Мужелюбица и мужелюбница

– Представьте себе – опять! – словно прочел его мысли Жарынин. – В самолете мы, конечно, выпили виски, купленного в валютном магазине, и стали, как водится, спорить о мировом кино: Тарковский, Лелюш, Феллини, Куросава, Бергман…

– Погодите, вы мне это уже рассказывали!

– Разве? И до какого же места я дошел?

– До композитора, который выбрал свободу и теперь в Лондоне играет попурри из советских песен в ресторане «Борщ и слезы»… А еще вы поклялись, что выучите английский.

– Верно! Какая у вас все-таки память! В общем, вернувшись на Родину, я поспрашивал знакомых – и мне нашли учительницу английского языка. Ей было лет тридцать пять, выпускница ромгерма МГУ. Жила она, кстати, в элитном, как теперь говорят, доме с консьержкой, что по тем временам было такой же экзотикой, как сегодня охранник подъезда, одетый в железную кирасу и вооруженный алебардой. Звали ее… ну, допустим… Кира Карловна. Она, между прочим, приходилась внучкой одному из сталинских наркомов.

– А как она была, ничего?

– Смотря с кем сравнивать! Если с вашей Натальей Павловной, то и смотреть не на что: маленькая, худая, очкастая и такая вся духовная, что, глядя на нее, легко подумать, будто люди размножаются дуновением библиотечной пыли. В ее присутствии никаких желаний, кроме как «учиться, учиться и учиться», у меня не возникало. Она была образованна, начитана, не глупа, но и не умна. Впрочем, Сен-Жон Перс, которого вы почему-то не цените, справедливо заметил: «Мозг вмещает ум не чаще, чем объятия – любовь!»

– А сколько языков она знала? – уточнил Кокотов.

– Всего-то два. Но не в этом дело. В ее уме была та унылая правильность, какую часто обнаруживаешь у детей, унаследовавших профессию родителей. Наглядный пример – братья Михалковы. Никита, чье коммерческое православие меня раздражает, все равно, поверьте, стал бы актером, даже если бы родился в семье пьющего сапожника. А вот Андрон – совсем другое дело, и произойди он от бухгалтера, стал бы счетоводом – и никем иным. Ибо талант, коллега, половым путем не передается не только женам, что понятно, но, увы, частенько и детям.
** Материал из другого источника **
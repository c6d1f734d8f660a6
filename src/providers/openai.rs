use async_trait::async_trait;
use reqwest::Client;
use serde::{Deserialize, Serialize};
use std::time::{Duration, Instant};

use crate::app_config::{TranslationConfig, TranslationProvider};
use crate::errors::ProviderError;
use super::{ensure_success, normalize_endpoint, render_system_prompt, RetryPolicy, TranslatedText, Translator};

/// Client for OpenAI-compatible chat completion APIs (OpenAI, LM Studio)
#[derive(Debug)]
pub struct OpenAI {
    /// HTTP client for API requests
    client: Client,
    /// API key for authentication
    api_key: String,
    /// Base URL, e.g. `https://api.openai.com/v1`
    endpoint: String,
    /// Model name
    model: String,
    /// System prompt template
    system_prompt: String,
    /// Sampling temperature
    temperature: f32,
    /// Retry behaviour for transient failures
    retry: RetryPolicy,
    /// Backend identifier for logs
    name: &'static str,
}

/// Chat completion request
#[derive(Debug, Serialize)]
pub struct OpenAIRequest {
    /// The model to use
    model: String,
    /// The conversation
    messages: Vec<OpenAIMessage>,
    /// Temperature for generation
    #[serde(skip_serializing_if = "Option::is_none")]
    temperature: Option<f32>,
}

/// One chat message
#[derive(Debug, Clone, Serialize, Deserialize)]
pub struct OpenAIMessage {
    /// Role of the message sender (system, user, assistant)
    pub role: String,
    /// Content of the message
    pub content: String,
}

/// Chat completion response
#[derive(Debug, Deserialize)]
pub struct OpenAIResponse {
    /// Generated choices
    pub choices: Vec<OpenAIChoice>,
}

/// One generated choice
#[derive(Debug, Deserialize)]
pub struct OpenAIChoice {
    /// The generated message
    pub message: OpenAIMessage,
}

impl OpenAIRequest {
    /// Create a new request for `model`
    pub fn new(model: impl Into<String>) -> Self {
        Self {
            model: model.into(),
            messages: Vec::new(),
            temperature: None,
        }
    }

    /// Add a message to the request
    pub fn add_message(mut self, role: impl Into<String>, content: impl Into<String>) -> Self {
        self.messages.push(OpenAIMessage {
            role: role.into(),
            content: content.into(),
        });
        self
    }

    /// Set the temperature
    pub fn temperature(mut self, temperature: f32) -> Self {
        self.temperature = Some(temperature);
        self
    }
}

impl OpenAI {
    /// Create a client from the translation configuration
    pub fn from_config(config: &TranslationConfig) -> Result<Self, ProviderError> {
        let name = match config.provider {
            TranslationProvider::LMStudio => "lmstudio",
            _ => "openai",
        };

        // LM Studio does not check the key but the header must be present
        let api_key = match (config.get_api_key(), &config.provider) {
            (key, TranslationProvider::LMStudio) if key.is_empty() => "lm-studio".to_string(),
            (key, _) => key,
        };

        let client = Client::builder()
            .timeout(Duration::from_secs(config.get_timeout_secs()))
            .build()
            .map_err(|e| ProviderError::RequestFailed(format!("Failed to build HTTP client: {}", e)))?;

        Ok(Self {
            client,
            api_key,
            endpoint: normalize_endpoint(&config.get_endpoint())?,
            model: config.get_model(),
            system_prompt: config.common.system_prompt.clone(),
            temperature: config.common.temperature,
            retry: RetryPolicy::new(config.common.retry_count, config.common.retry_backoff_ms),
            name,
        })
    }

    /// Send one chat completion request
    pub async fn complete(&self, request: &OpenAIRequest) -> Result<OpenAIResponse, ProviderError> {
        let url = format!("{}/chat/completions", self.endpoint);
        let response = self.client.post(&url)
            .bearer_auth(&self.api_key)
            .json(request)
            .send()
            .await?;

        let response = ensure_success(self.name, response).await?;
        response.json::<OpenAIResponse>().await
            .map_err(|e| ProviderError::ParseError(e.to_string()))
    }

    /// Extract the first choice's text
    pub fn extract_text(response: &OpenAIResponse) -> Option<String> {
        response.choices.first().map(|choice| choice.message.content.trim().to_string())
    }
}

#[async_trait]
impl Translator for OpenAI {
    async fn translate(
        &self,
        text: &str,
        source_language: &str,
        target_language: &str,
    ) -> Result<TranslatedText, ProviderError> {
        let start = Instant::now();
        let request = OpenAIRequest::new(&self.model)
            .add_message("system", render_system_prompt(&self.system_prompt, source_language, target_language))
            .add_message("user", text)
            .temperature(self.temperature);

        let response = self.retry.run(self.name, || self.complete(&request)).await?;
        let translated = Self::extract_text(&response)
            .ok_or_else(|| ProviderError::ParseError(format!("{} returned no choices", self.name)))?;

        Ok(TranslatedText {
            text: translated,
            latency_ms: start.elapsed().as_millis() as u64,
        })
    }

    fn name(&self) -> &str {
        self.name
    }
}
Талант – это озорной дар космоса, и русскую культуру погубят внуки лауреатов Сталинской премии.

– В моем роду писателей не было! – гордо сообщил автор дилогии «Отдаться и умереть».
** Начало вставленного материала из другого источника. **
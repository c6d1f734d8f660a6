use serde::Serialize;
use std::fmt::Write;

use super::scheduler::{TranslationResult, UnitKind};
use super::spans::ProtectedSpan;

/// Aggregate counters for one pipeline run
///
/// Updated by the scheduler once per completed window and by the pipeline
/// between stages, never from inside a window.
#[derive(Debug, Clone, Default, PartialEq, Serialize)]
pub struct RunMetrics {
    /// Characters of the working text sent for translation
    pub total_original_chars: usize,
    /// Characters returned for the chunks, fallbacks included
    pub total_translated_chars: usize,
    /// Wall-clock duration of the whole run
    pub total_duration_ms: u64,
    /// Duration of the chunk translation stage, pacing delays included
    pub translation_stage_ms: u64,
    /// Sum of per-call backend latencies, chunks and words
    pub api_time_ms: u64,
    /// Sum of per-call backend latencies for chunks only
    pub chunk_api_time_ms: u64,
    pub chunk_count: usize,
    pub failed_chunks: usize,
    pub word_count: usize,
    pub failed_words: usize,
    /// Windows issued, chunk and lexicon windows together
    pub window_count: usize,
    pub protected_span_count: usize,
    /// Characters moved out of the text by span extraction
    pub protected_chars: usize,
    /// Characters of the placeholder tokens that replaced them
    pub placeholder_chars: usize,
    /// Placeholders not found during restoration
    pub missing_placeholders: usize,
}

impl RunMetrics {
    /// Account for one completed window of results
    pub fn record_window(&mut self, kind: UnitKind, results: &[TranslationResult]) {
        self.window_count += 1;
        for result in results {
            self.api_time_ms += result.duration_ms;
            match kind {
                UnitKind::Chunk => {
                    self.chunk_count += 1;
                    self.chunk_api_time_ms += result.duration_ms;
                    self.total_original_chars += result.original_length;
                    self.total_translated_chars += result.translated_length;
                    if result.failed {
                        self.failed_chunks += 1;
                    }
                }
                UnitKind::Word => {
                    self.word_count += 1;
                    if result.failed {
                        self.failed_words += 1;
                    }
                }
            }
        }
    }

    /// Account for the span table produced by extraction
    pub fn record_spans(&mut self, spans: &[ProtectedSpan]) {
        self.protected_span_count = spans.len();
        self.protected_chars = spans.iter().map(|s| s.length).sum();
        self.placeholder_chars = spans.iter().map(|s| s.placeholder().chars().count()).sum();
    }

    /// Characters saved by span extraction (negative when tokens are longer)
    pub fn characters_reduced(&self) -> i64 {
        self.protected_chars as i64 - self.placeholder_chars as i64
    }

    /// Translated/original character ratio
    pub fn character_ratio(&self) -> f64 {
        if self.total_original_chars == 0 {
            return 0.0;
        }
        self.total_translated_chars as f64 / self.total_original_chars as f64
    }

    /// Original chunk characters translated per second of chunk backend time
    pub fn chars_per_second(&self) -> f64 {
        if self.chunk_api_time_ms == 0 {
            return 0.0;
        }
        self.total_original_chars as f64 / (self.chunk_api_time_ms as f64 / 1000.0)
    }

    /// Human-readable report of the run
    pub fn summary(&self) -> String {
        let mut out = String::new();
        let _ = writeln!(out, "=== Translation Summary ===");
        let _ = writeln!(out, "Total time: {}", format_duration(self.total_duration_ms));
        let _ = writeln!(out, "Total translation time (including delays): {}", format_duration(self.translation_stage_ms));
        let _ = writeln!(out, "Pure API call time: {}", format_duration(self.api_time_ms));
        let _ = writeln!(out, "Chunks: {} ({} failed)", self.chunk_count, self.failed_chunks);
        if self.word_count > 0 {
            let _ = writeln!(out, "Lexicon words: {} ({} failed)", self.word_count, self.failed_words);
        }
        let _ = writeln!(out, "Original characters: {}", self.total_original_chars);
        let _ = writeln!(out, "Translated characters: {}", self.total_translated_chars);
        if self.protected_span_count > 0 {
            let _ = writeln!(out, "Protected spans: {} ({} characters extracted)", self.protected_span_count, self.protected_chars);
            let _ = writeln!(out, "Characters reduced during processing: {}", self.characters_reduced());
        }
        if self.missing_placeholders > 0 {
            let _ = writeln!(out, "Missing placeholders: {}", self.missing_placeholders);
        }
        let _ = writeln!(out, "Character ratio: {:.2}x", self.character_ratio());
        let _ = write!(out, "Average translation speed: {:.0} chars/second", self.chars_per_second());
        out
    }
}

/// Format milliseconds as `1m 5s 20ms`, dropping leading zero units
pub fn format_duration(ms: u64) -> String {
    let minutes = ms / 60_000;
    let seconds = (ms % 60_000) / 1000;
    let millis = ms % 1000;

    if minutes > 0 {
        format!("{}m {}s {}ms", minutes, seconds, millis)
    } else if seconds > 0 {
        format!("{}s {}ms", seconds, millis)
    } else {
        format!("{}ms", millis)
    }
}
– Это заметно. Но вернемся к Кире Карловне. Наши занятия шли своим чередом. Порой я ловил на себе ее пытливый взгляд, и мне казалось, я интересен ей не только как ученик, которому на удивление легко дается произношение. Однажды, когда мы проходили тему «В ресторане», я предложил обкатать топик в Доме кино, так сказать, в обстановке, максимально приближенной к застолью. Выпили вина, поговорили, конечно, о жизни. Оказалось, она была несколько лет в браке, потом муж ушел в горы и не вернулся. Вообще не вернулся или конкретно к ней – я уточнять не стал из деликатности. На обратном пути, когда я провожал ее домой, она поглядывала на меня с ласковой выжидательностью. В лифте мне показалось, Кира хочет, чтобы я ее поцеловал.

Ну, думаю, шалишь! Секс из сострадания – не мой профиль!
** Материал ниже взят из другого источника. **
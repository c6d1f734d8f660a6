/*!
 * Tests for protected span extraction and restoration
 */

use textwai::translation::spans::{is_placeholder_word, placeholder, SpanExtractor};
use crate::common;

/// Test that tags are replaced in order of discovery
#[test]
fn test_extract_withInlineTags_shouldReplaceInOrder() {
    let (working, spans) = SpanExtractor::extract("<b>hi</b> there");

    assert_eq!(working, "[CODE_PART_0]hi[CODE_PART_1] there");
    assert_eq!(spans.len(), 2);
    assert_eq!(spans[0].content, "<b>");
    assert_eq!(spans[0].original_position, 0);
    assert_eq!(spans[0].length, 3);
    assert_eq!(spans[1].content, "</b>");
    assert_eq!(spans[1].original_position, 5);
}

/// Test that a full document survives extract then restore byte-exact
#[test]
fn test_restore_withHtmlDocument_shouldReproduceInput() {
    let (working, spans) = SpanExtractor::extract(common::SAMPLE_HTML);

    assert!(!working.contains('<'));
    assert!(spans.iter().any(|s| s.content.starts_with("<!DOCTYPE")));
    assert!(spans.iter().any(|s| s.content == "<!-- navigation -->"));

    let restoration = SpanExtractor::restore(&working, &spans);
    assert_eq!(restoration.text, common::SAMPLE_HTML);
    assert!(restoration.missing.is_empty());
    assert_eq!(restoration.protected_ranges.len(), spans.len());
}

/// Test that a comment containing tags is protected as one span
#[test]
fn test_extract_withTagsInsideComment_shouldKeepCommentWhole() {
    let (working, spans) = SpanExtractor::extract("a <!-- <b>old</b> --> b");

    assert_eq!(working, "a [CODE_PART_0] b");
    assert_eq!(spans[0].content, "<!-- <b>old</b> -->");
}

/// Test that a tag cut off at the end of the text is protected
#[test]
fn test_extract_withUnterminatedTrailingTag_shouldProtectIt() {
    let (working, spans) = SpanExtractor::extract("Read more <a href=\"/x\"");

    assert_eq!(working, "Read more [CODE_PART_0]");
    assert_eq!(spans[0].content, "<a href=\"/x\"");
}

/// Test that a comparison in prose is not mistaken for a tag
#[test]
fn test_extract_withLessThanInProse_shouldLeaveTextAlone() {
    let (working, spans) = SpanExtractor::extract("if 3 < 5 then");

    assert_eq!(working, "if 3 < 5 then");
    assert!(spans.is_empty());
}

/// Test that placeholder-looking text in the input is itself protected
#[test]
fn test_extract_withLiteralPlaceholder_shouldRoundTrip() {
    let input = "see [CODE_PART_7] and <i>this</i>";
    let (working, spans) = SpanExtractor::extract(input);

    assert_eq!(spans[0].content, "[CODE_PART_7]");
    assert_eq!(SpanExtractor::restore(&working, &spans).text, input);
}

/// Test that missing tokens are reported and the rest still restored
#[test]
fn test_restore_withDroppedToken_shouldReportMissing() {
    let (_, spans) = SpanExtractor::extract("<b>hi</b> there");

    let restoration = SpanExtractor::restore("[CODE_PART_0]salut là", &spans);

    assert_eq!(restoration.text, "<b>salut là");
    assert_eq!(restoration.missing, vec![1]);
    assert_eq!(restoration.protected_ranges, vec![0..3]);
}

/// Test that every copy of a duplicated token is restored
#[test]
fn test_restore_withDuplicatedToken_shouldRestoreAll() {
    let (_, spans) = SpanExtractor::extract("<br>");

    let restoration = SpanExtractor::restore("[CODE_PART_0] x [CODE_PART_0]", &spans);

    assert_eq!(restoration.text, "<br> x <br>");
    assert!(restoration.missing.is_empty());
}

/// Test that token 1 does not match inside token 10
#[test]
fn test_restore_withManySpans_shouldNotConfusePrefixes() {
    let input: String = (0..12).map(|i| format!("<t{}>w", i)).collect();
    let (working, spans) = SpanExtractor::extract(&input);
    assert_eq!(spans.len(), 12);

    // Reverse the token order to simulate a backend reordering them
    let reordered: String = (0..12).rev().map(|i| format!("{}w", placeholder(i))).collect();
    let restoration = SpanExtractor::restore(&reordered, &spans);

    let expected: String = (0..12).rev().map(|i| format!("<t{}>w", i)).collect();
    assert_eq!(restoration.text, expected);
    assert_ne!(working, reordered);
}

/// Test the placeholder word predicate used by the lexicon
#[test]
fn test_isPlaceholderWord_shouldMatchOnlyTokenWords() {
    assert!(is_placeholder_word("CODE_PART_0"));
    assert!(is_placeholder_word("CODE_PART_42"));
    assert!(!is_placeholder_word("CODE_PART_"));
    assert!(!is_placeholder_word("CODE_PART_x"));
    assert!(!is_placeholder_word("code"));
}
В прихожей она вдруг неловко поскользнулась на паркете и, сохраняя равновесие, повисла у меня на шее.

Нет уж! Как потом прикажете отвечать ей неправильные глаголы?

Но, собравшись уходить, я вдруг прочитал в глазах бедняжки такое отчаяние, такую вселенскую тоску, такое космическое одиночество… Знаете, если женское одиночество когда-нибудь научатся превращать в электрическую энергию, не понадобится больше никаких атомных станций!